WASHINGTON, D.C. — On August 4, United States President Barack Obama will be spending his birthday preparing for the first ever U.S.-Africa Leaders Summit, the first of its kind to be held in Washington, D.C. following the January announcement by the White House.
The summit will last for roughly three days, beginning at 8:30 a.m. Eastern Time on August 4 and ending at 5 p.m. on August 6. The event will cover a wide variety of issues pertinent to the continent, ranging from climate change and civil society to women’s health and wildlife trafficking. The ultimate focus, as the White House stated, is to “advance the Administration’s focus on trade and investment in Africa, and highlight America’s commitment to Africa’s security, its democratic development, and its people.”
Although Obama has touted the event as an excellent opportunity to discuss economic, social and political issues implicit to the continent, the White House has reserved the most time for business dialogue in the U.S.-Africa Business Forum on August 5.
Although the administration publicly views the summit as a venue to discuss vital social and political issues between the U.S. and Africa, Obama will most certainly want to focus on the future of the economic partnership between select countries in Africa and the U.S.

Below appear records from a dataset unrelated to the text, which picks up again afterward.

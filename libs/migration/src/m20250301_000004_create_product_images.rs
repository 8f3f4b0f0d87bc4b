use crate::audit::{drop_touch_trigger_sql, touch_trigger_sql, with_audit_columns};
use sea_orm_migration::{prelude::*, schema::*};

#[derive(DeriveMigrationName)]
pub struct Migration;

#[async_trait::async_trait]
impl MigrationTrait for Migration {
    async fn up(&self, manager: &SchemaManager) -> Result<(), DbErr> {
        let mut table = Table::create();
        table
            .table(ProductImages::Table)
            .if_not_exists()
            .col(pk_uuid(ProductImages::Id))
            .col(uuid(ProductImages::ProductId))
            .col(string(ProductImages::Image))
            .col(string_len(ProductImages::AltText, 255).default(""))
            .col(integer(ProductImages::DisplayOrder).default(1))
            .foreign_key(
                ForeignKey::create()
                    .name("fk_product_images_product_id")
                    .from(ProductImages::Table, ProductImages::ProductId)
                    .to(ProductItems::Table, ProductItems::Id)
                    .on_delete(ForeignKeyAction::Cascade),
            );
        with_audit_columns(&mut table, "product_images");

        manager.create_table(table.to_owned()).await?;

        manager
            .get_connection()
            .execute_unprepared(
                "ALTER TABLE product_images ADD CONSTRAINT chk_product_images_display_order CHECK (display_order > 0)",
            )
            .await?;

        // One image per slot per product
        manager
            .create_index(
                Index::create()
                    .name("uq_product_images_product_display_order")
                    .table(ProductImages::Table)
                    .col(ProductImages::ProductId)
                    .col(ProductImages::DisplayOrder)
                    .unique()
                    .to_owned(),
            )
            .await?;

        manager
            .get_connection()
            .execute_unprepared(&touch_trigger_sql("product_images"))
            .await?;

        Ok(())
    }

    async fn down(&self, manager: &SchemaManager) -> Result<(), DbErr> {
        manager
            .get_connection()
            .execute_unprepared(&drop_touch_trigger_sql("product_images"))
            .await?;

        manager
            .drop_table(Table::drop().table(ProductImages::Table).to_owned())
            .await?;

        Ok(())
    }
}

#[derive(DeriveIden)]
enum ProductImages {
    Table,
    Id,
    ProductId,
    Image,
    AltText,
    DisplayOrder,
}

#[derive(DeriveIden)]
enum ProductItems {
    Table,
    Id,
}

As the Brookings Institute recently observed, the U.S. is a top investor in the African continent, and pours massive Foreign Direct Investment (FDI) funds into resource-rich countries like South Africa, Nigeria and Mauritius. No doubt the U.S. is interested in maintaining its lofty investor status within key countries in Africa, but the U.S. is not universally the biggest investor in all African countries. In fact, China, the European Union and Russia out-invest the U.S. in many African nations, and the U.S. has significant potential to become a bigger influence in the continent; however, the summit will most likely be an opportunity for the U.S. to cement its current interests, not form substantively new ones.
Indeed, the event will be the first effort by U.S. leadership to host an African summit, but other groups have hosted similar summits before. China, India, Japan and the European Union have all hosted their own summits before and with similar focuses. Moreover, no single African leader will have one-on-one time with the president. The summit will consist of forums to discuss their ideas in front of their other African counterparts.
The event is not a game changer, nor is going to substantially change the way the U.S. interacts with African nations or the continent at large. The summit is instead a short event that will allow the Obama administration to focus on its utmost interests in Africa—maintaining economic partnerships with extraction-focused economies and not necessarily emphasizing the broader social issues of poverty and security.